Speaking of Cosma, he goes to town on Satoshi Kanazawa:

…Some of those people, owing to those tastes, pursue careers in academic research; the problem for them is that they are not actually very good at what they are supposed to do, which is come up with novel, insightful, important, precise, and accurate findings.  Suppose that you are such a person, and that you do not want to switch to some other line of work to which you might be better suited.  What to do?

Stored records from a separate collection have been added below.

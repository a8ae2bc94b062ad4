//! Shared auth UI helpers.
//!
//! SYSTEM CONTEXT
//! ==============
//! Guarded routes and the login page must agree on when the auth context is
//! settled and what to do with it. The decisions live here as plain
//! functions; the components only wire them to signals and navigation.

#[cfg(test)]
#[path = "auth_test.rs"]
mod auth_test;

use leptos::prelude::*;
use leptos_router::NavigateOptions;

use crate::state::auth::AuthState;

pub const LOGIN_PATH: &str = "/login";
pub const PRODUCTS_PATH: &str = "/products";

/// What a guarded route should show for the current auth state.
#[derive(Clone, Copy, Debug, PartialEq, Eq)]
pub enum GuardDecision {
    /// Auth still resolving: render the loading placeholder.
    Pending,
    /// Resolved with no user: render nothing and redirect to login.
    Redirect,
    /// Resolved with a user: render the protected content.
    Render,
}

#[must_use]
pub fn guard_decision(state: &AuthState) -> GuardDecision {
    match (state.loading, state.user.is_some()) {
        (true, _) => GuardDecision::Pending,
        (false, false) => GuardDecision::Redirect,
        (false, true) => GuardDecision::Render,
    }
}

#[must_use]
pub fn should_redirect_unauth(state: &AuthState) -> bool {
    guard_decision(state) == GuardDecision::Redirect
}

/// Lets a redirect fire once per unauthenticated stretch, even if the effect
/// that drives it re-runs. Re-arms once a user shows up again.
#[derive(Clone, Copy, Debug, Default, PartialEq, Eq)]
pub struct RedirectLatch {
    fired: bool,
}

impl RedirectLatch {
    /// Returns `true` exactly when the caller should navigate now.
    pub fn observe(&mut self, state: &AuthState) -> bool {
        match guard_decision(state) {
            GuardDecision::Redirect if !self.fired => {
                self.fired = true;
                true
            }
            GuardDecision::Render => {
                self.fired = false;
                false
            }
            _ => false,
        }
    }
}

/// Redirect to `/login` whenever auth has loaded and no user is present.
pub fn install_unauth_redirect<F>(auth: ReadSignal<AuthState>, navigate: F)
where
    F: Fn(&str, NavigateOptions) + Clone + 'static,
{
    let latch = StoredValue::new(RedirectLatch::default());
    Effect::new(move || {
        let state = auth.get();
        let fire = latch.try_update_value(|latch| latch.observe(&state)).unwrap_or(false);
        if fire {
            navigate(LOGIN_PATH, NavigateOptions { replace: true, ..NavigateOptions::default() });
        }
    });
}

Perhaps the best thing which could happen to you would be to run across a new and controversial theory which speaks to you at a deep level, both intellectually and temperamentally.  If you are what William James called “tender-minded”, like Teilhard de Chardin, then Medawar has already mapped out your trajectory, though nowadays the Templeton Foundation would likely be involved.  If instead you are what James called “tough-minded” — “materialistic, pessimistic, irreligious, fatalistic, sceptical” — then edification-through-obfuscation is not an option, but it wouldn’t even occur to you.  Instead, you take your theory and you write papers about it, where you make claims about lots of hot-button topics, especially sex and current political controversies.  The papers seem to carry the signs of rigor, but are actually deeply fallacious — maybe you see this, but are so convinced the conclusions are right you don’t care, or maybe you’re so convinced of the conclusions you can’t see the errors.  (There is some peer-reviewed venue where you can publish almost arbitrarily sloppy papers, so getting into print won’t be a problem.)  Then — and this is the key — you start promoting your papers, and find that more salacious and provocative your spin on them, the bigger the response…

Ladies, gentlemen, and distinguished others, I give you Dr. Satoshi Kanazawa of the London School of Economics, the Fenimore Cooper of sociobiology, a man who has leveraged an inability to do data analysis or understand psychometrics into an official blog at Psychology Today, where he gets to advocate genocidal nuclear war as revenge for 9/11.  He seems to mean it, rather than be fukayaming.

His argument — to the extent that it is an argument and not just a wish-fulfillment fantasy — has to do with his earlier attempt to explain “why most suicide bombers are Muslims”.  Leave to one side whether his attempted explanation is coherent, two things strike one on reading that.